The total cost of the additional plan is approximately NIS
125 million (about NIS 85 million after deduction of deferred
taxes receivable in respect thereof). The financial
statements as at 30 June, 2000 include expenses in respect of
the above retirement agreements, which are included in the
Other expenses item.
3. Below are selected data of Telrad Networks Ltd. (in adjusted
NIS millions):
1 - 6 4 - 6
-------------------------------------
2000 1999 2000 1999
-------------------------------------
Income 1,071.9 844.1 596.6 482.7
Gross profit (after R&D) 331.2 136.2 164.8 87.6
Operating profit 194.2 28.6 94.8 30.3
Net profit 45.4 10.1 39.8 13.1
D. ELECTRIC FUEL CORPORATION
In May 2000, pursuant to an agreement which was signed that month
between Koor and Electric Fuel Corporation (hereinafter: "EFC"),
Koor invested a total of 10 million dollars in EFC, in
consideration of which it was allotted 5.3% (after dilution
deriving from the above issue) of the share capital of EFC. Koor's
holdings in EFC could reach about 7.7% within six months of
signing the agreement (without need for further investment),
contingent upon adjustments, if any, to the stock exchange share
price and to additional issues of shares which will be made by
EFC.
In the financial statements as at 30 June, 2000, the investment in
EFC shares is presented as a current investment in marketed
securities in the amount of approximately 15 million dollars.
E. TADIRAN
On 20 January, 2000 an agreement was signed between Tadiran, Koor
and Elisra Electronic Systems Ltd. ("Elisra"), whereby Tadiran
will transfer its entire holding in Elisra to Koor, effective from
1 January 2000, free of charge. Immediately after transfer of the
shares, Elisra will receive the shares of Tadiran Spectralink Ltd.

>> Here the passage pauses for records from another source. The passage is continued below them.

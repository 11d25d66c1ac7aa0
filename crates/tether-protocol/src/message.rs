//! Multiplexer messages
//!
//! These are the messages exchanged over an established session once the
//! frame sync handshake has completed. They mirror the SSH connection
//! protocol: connection-level (global) requests, channel open negotiation,
//! channel data with window flow control, channel requests, and EOF/close.
//!
//! # Message Flow
//!
//! Typical sequence for one attach:
//!
//! 1. Controller sends `GlobalRequest("version")`, agent replies `RequestSuccess`
//! 2. Controller sends `ChannelOpen("attach", id)`, agent replies `ChannelOpenConfirmation`
//! 3. Controller sends `ChannelRequest("unblock")` if the session is run-blocked
//! 4. `ChannelData` and `ChannelExtendedData` flow, `ChannelWindowAdjust` replenishes credit
//! 5. On exit the agent sends `ChannelEof`, `ChannelRequest("exit-status")`, `ChannelClose`
//!
//! Replies to requests carry the sequence number of the request they answer.

use bytes::Bytes;
use serde::{Deserialize, Serialize};
use std::fmt;

/// Request-vocabulary revision reported in reply to the `version` request
pub const PROTOCOL_VERSION: u32 = 1;

/// Message type identifier carried in the frame header
#[derive(Debug, Clone, Copy, PartialEq, Eq)]
#[repr(u8)]
pub enum MessageType {
    GlobalRequest = 0x01,
    RequestSuccess = 0x02,
    RequestFailure = 0x03,
    ChannelOpen = 0x10,
    ChannelOpenConfirmation = 0x11,
    ChannelOpenFailure = 0x12,
    ChannelWindowAdjust = 0x13,
    ChannelData = 0x14,
    ChannelExtendedData = 0x15,
    ChannelEof = 0x16,
    ChannelClose = 0x17,
    ChannelRequest = 0x18,
    ChannelSuccess = 0x19,
    ChannelFailure = 0x1A,
}

impl MessageType {
    pub fn from_u8(value: u8) -> Option<Self> {
        match value {
            0x01 => Some(Self::GlobalRequest),
            0x02 => Some(Self::RequestSuccess),
            0x03 => Some(Self::RequestFailure),
            0x10 => Some(Self::ChannelOpen),
            0x11 => Some(Self::ChannelOpenConfirmation),
            0x12 => Some(Self::ChannelOpenFailure),
            0x13 => Some(Self::ChannelWindowAdjust),
            0x14 => Some(Self::ChannelData),
            0x15 => Some(Self::ChannelExtendedData),
            0x16 => Some(Self::ChannelEof),
            0x17 => Some(Self::ChannelClose),
            0x18 => Some(Self::ChannelRequest),
            0x19 => Some(Self::ChannelSuccess),
            0x1A => Some(Self::ChannelFailure),
            _ => None,
        }
    }

    pub fn as_u8(self) -> u8 {
        self as u8
    }
}

/// Why a channel open was refused (SSH reason codes)
#[derive(Debug, Clone, Copy, PartialEq, Eq, Serialize, Deserialize)]
pub enum OpenFailureReason {
    AdministrativelyProhibited,
    ConnectFailed,
    UnknownChannelType,
    ResourceShortage,
}

impl fmt::Display for OpenFailureReason {
    fn fmt(&self, f: &mut fmt::Formatter<'_>) -> fmt::Result {
        let s = match self {
            Self::AdministrativelyProhibited => "administratively prohibited",
            Self::ConnectFailed => "connect failed",
            Self::UnknownChannelType => "unknown channel type",
            Self::ResourceShortage => "resource shortage",
        };
        f.write_str(s)
    }
}

/// Multiplexer protocol message
#[derive(Debug, Clone, PartialEq, Eq, Serialize, Deserialize)]
pub enum Message {
    /// Connection-level request
    GlobalRequest {
        seq: u32,
        name: String,
        want_reply: bool,
        payload: Bytes,
    },

    /// Positive reply to a global request
    RequestSuccess { seq: u32, payload: Bytes },

    /// Negative reply to a global request
    RequestFailure { seq: u32 },

    /// Ask the peer to open a channel; `sender` is our id for it
    ChannelOpen {
        channel_type: String,
        sender: u32,
        initial_window: u32,
        max_packet: u32,
        extra: Bytes,
    },

    /// Channel accepted; `sender` is the peer's id for it
    ChannelOpenConfirmation {
        sender: u32,
        initial_window: u32,
        max_packet: u32,
    },

    /// Channel refused
    ChannelOpenFailure {
        reason: OpenFailureReason,
        message: String,
    },

    /// Grant more send credit
    ChannelWindowAdjust { bytes: u32 },

    /// Primary data stream (stdin toward the agent, stdout toward the controller)
    ChannelData(Bytes),

    /// Secondary data stream (stderr)
    ChannelExtendedData(Bytes),

    /// No more data will be sent on this channel
    ChannelEof,

    /// Channel is finished
    ChannelClose,

    /// Channel-scoped request
    ChannelRequest {
        seq: u32,
        name: String,
        want_reply: bool,
        payload: Bytes,
    },

    /// Positive reply to a channel request
    ChannelSuccess { seq: u32, payload: Bytes },

    /// Negative reply to a channel request
    ChannelFailure { seq: u32 },
}

impl Message {
    pub fn message_type(&self) -> MessageType {
        match self {
            Message::GlobalRequest { .. } => MessageType::GlobalRequest,
            Message::RequestSuccess { .. } => MessageType::RequestSuccess,
            Message::RequestFailure { .. } => MessageType::RequestFailure,
            Message::ChannelOpen { .. } => MessageType::ChannelOpen,
            Message::ChannelOpenConfirmation { .. } => MessageType::ChannelOpenConfirmation,
            Message::ChannelOpenFailure { .. } => MessageType::ChannelOpenFailure,
            Message::ChannelWindowAdjust { .. } => MessageType::ChannelWindowAdjust,
            Message::ChannelData(_) => MessageType::ChannelData,
            Message::ChannelExtendedData(_) => MessageType::ChannelExtendedData,
            Message::ChannelEof => MessageType::ChannelEof,
            Message::ChannelClose => MessageType::ChannelClose,
            Message::ChannelRequest { .. } => MessageType::ChannelRequest,
            Message::ChannelSuccess { .. } => MessageType::ChannelSuccess,
            Message::ChannelFailure { .. } => MessageType::ChannelFailure,
        }
    }
}
//! portlayer-attach: Controller side of tether attach
//!
//! Agents running inside containers dial the attach server. Each accepted
//! stream is frame-synced, wrapped in an SSH client session and a channel
//! multiplexer, and asked which containers it hosts. The connector then
//! opens one attach channel per container and serves lookups from the
//! resulting registry.

pub mod connection;
pub mod connector;
pub mod interaction;
pub mod server;

pub use connector::{Connector, SharedInteractor};
pub use interaction::Interactor;
pub use server::{AgentLink, AttachServer};
//! Agent (container side) configuration

use serde::{Deserialize, Serialize};
use std::path::PathBuf;
use std::time::Duration;

use super::serde_utils::{duration_millis, duration_secs};

/// How the agent reaches the controller
#[derive(Debug, Clone, Copy, PartialEq, Eq, Serialize, Deserialize)]
#[serde(rename_all = "lowercase")]
pub enum Transport {
    /// Dial `controller_address`
    Tcp,
    /// Open `serial_device`
    Serial,
}

/// Configuration for the tether agent
#[derive(Debug, Clone, Serialize, Deserialize)]
#[serde(default)]
pub struct AgentConfig {
    pub transport: Transport,

    /// Controller listener, used with [`Transport::Tcp`]
    pub controller_address: String,

    /// Serial device bridged to the controller, used with [`Transport::Serial`]
    pub serial_device: PathBuf,

    /// SSH host key; an ephemeral key is generated when unset
    pub key_path: Option<PathBuf>,

    /// Executor configuration describing the sessions to run
    pub executor_config_path: PathBuf,

    /// File holding the container id (first 64 bytes)
    pub container_id_path: PathBuf,

    /// Interval between frame sync attempts
    #[serde(with = "duration_millis")]
    pub handshake_tick: Duration,

    /// Reconnect backoff for the TCP transport
    pub backoff: BackoffConfig,

    /// Program run on fork handoff
    pub fork_helper: Option<PathBuf>,

    /// Answer the lossiness check during frame sync
    pub debug: bool,
}

impl Default for AgentConfig {
    fn default() -> Self {
        Self {
            transport: Transport::Tcp,
            controller_address: "127.0.0.1:2377".to_string(),
            serial_device: PathBuf::from("/dev/ttyS1"),
            key_path: None,
            executor_config_path: super::default_config_dir().join("executor.toml"),
            container_id_path: PathBuf::from("/etc/container-id"),
            handshake_tick: Duration::from_millis(10),
            backoff: BackoffConfig::default(),
            fork_helper: None,
            debug: false,
        }
    }
}

/// Exponential backoff configuration
#[derive(Debug, Clone, Serialize, Deserialize)]
#[serde(default)]
pub struct BackoffConfig {
    #[serde(with = "duration_secs")]
    pub initial: Duration,

    #[serde(with = "duration_secs")]
    pub max: Duration,

    pub multiplier: f64,

    /// Jitter factor (0.0 to 1.0)
    pub jitter: f64,
}

impl Default for BackoffConfig {
    fn default() -> Self {
        Self {
            initial: Duration::from_secs(1),
            max: Duration::from_secs(60),
            multiplier: 2.0,
            jitter: 0.25,
        }
    }
}

#[cfg(test)]
mod tests {
    use super::*;

    #[test]
    fn test_defaults() {
        let config = AgentConfig::default();
        assert_eq!(config.transport, Transport::Tcp);
        assert_eq!(config.controller_address, "127.0.0.1:2377");
        assert_eq!(config.handshake_tick, Duration::from_millis(10));
        assert_eq!(config.backoff.max, Duration::from_secs(60));
    }

    #[test]
    fn test_serial_transport_from_toml() {
        let toml_str = r#"
            transport = "serial"
            serial_device = "/dev/ttyS2"
            handshake_tick = 25

            [backoff]
            initial = 2
        "#;
        let config: AgentConfig = toml::from_str(toml_str).unwrap();
        assert_eq!(config.transport, Transport::Serial);
        assert_eq!(config.serial_device, PathBuf::from("/dev/ttyS2"));
        assert_eq!(config.handshake_tick, Duration::from_millis(25));
        assert_eq!(config.backoff.initial, Duration::from_secs(2));
        assert_eq!(config.backoff.multiplier, 2.0);
    }
}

and the shares of Tadiran Electronic Systems Ltd. (wholly-owned
companies of Tadiran), free of charge.
On 28 June, 2000 after receipt of the relevant approvals, the
shares were transferred as aforesaid.
F. B.V.R. SYSTEMS (1998) LTD.
1. On 25 June, 2000, Elisra signed an agreement with BVR whereby
BVR will issue 1,000,000 shares in consideration of 5 million
dollars, and an option agreement whereby Elisra will be
entitled to purchase 1,500,000 shares of BVR by 25 June, 2003
at 6 dollars per share. Performance of the agreement is
contingent upon fulfillment of certain conditions (among them
receipt of approval of the Commissioner of Restrictive Trade
Practices) by 1 September, 2000.
2. On 19 July, 2000, Elisra and three additional shareholders in
BVR signed a new voting agreement, whereby the Board of
Directors of BVR will consist of not more than 11 directors,
of whom Elisra will be entitled to appoint up to 6 directors.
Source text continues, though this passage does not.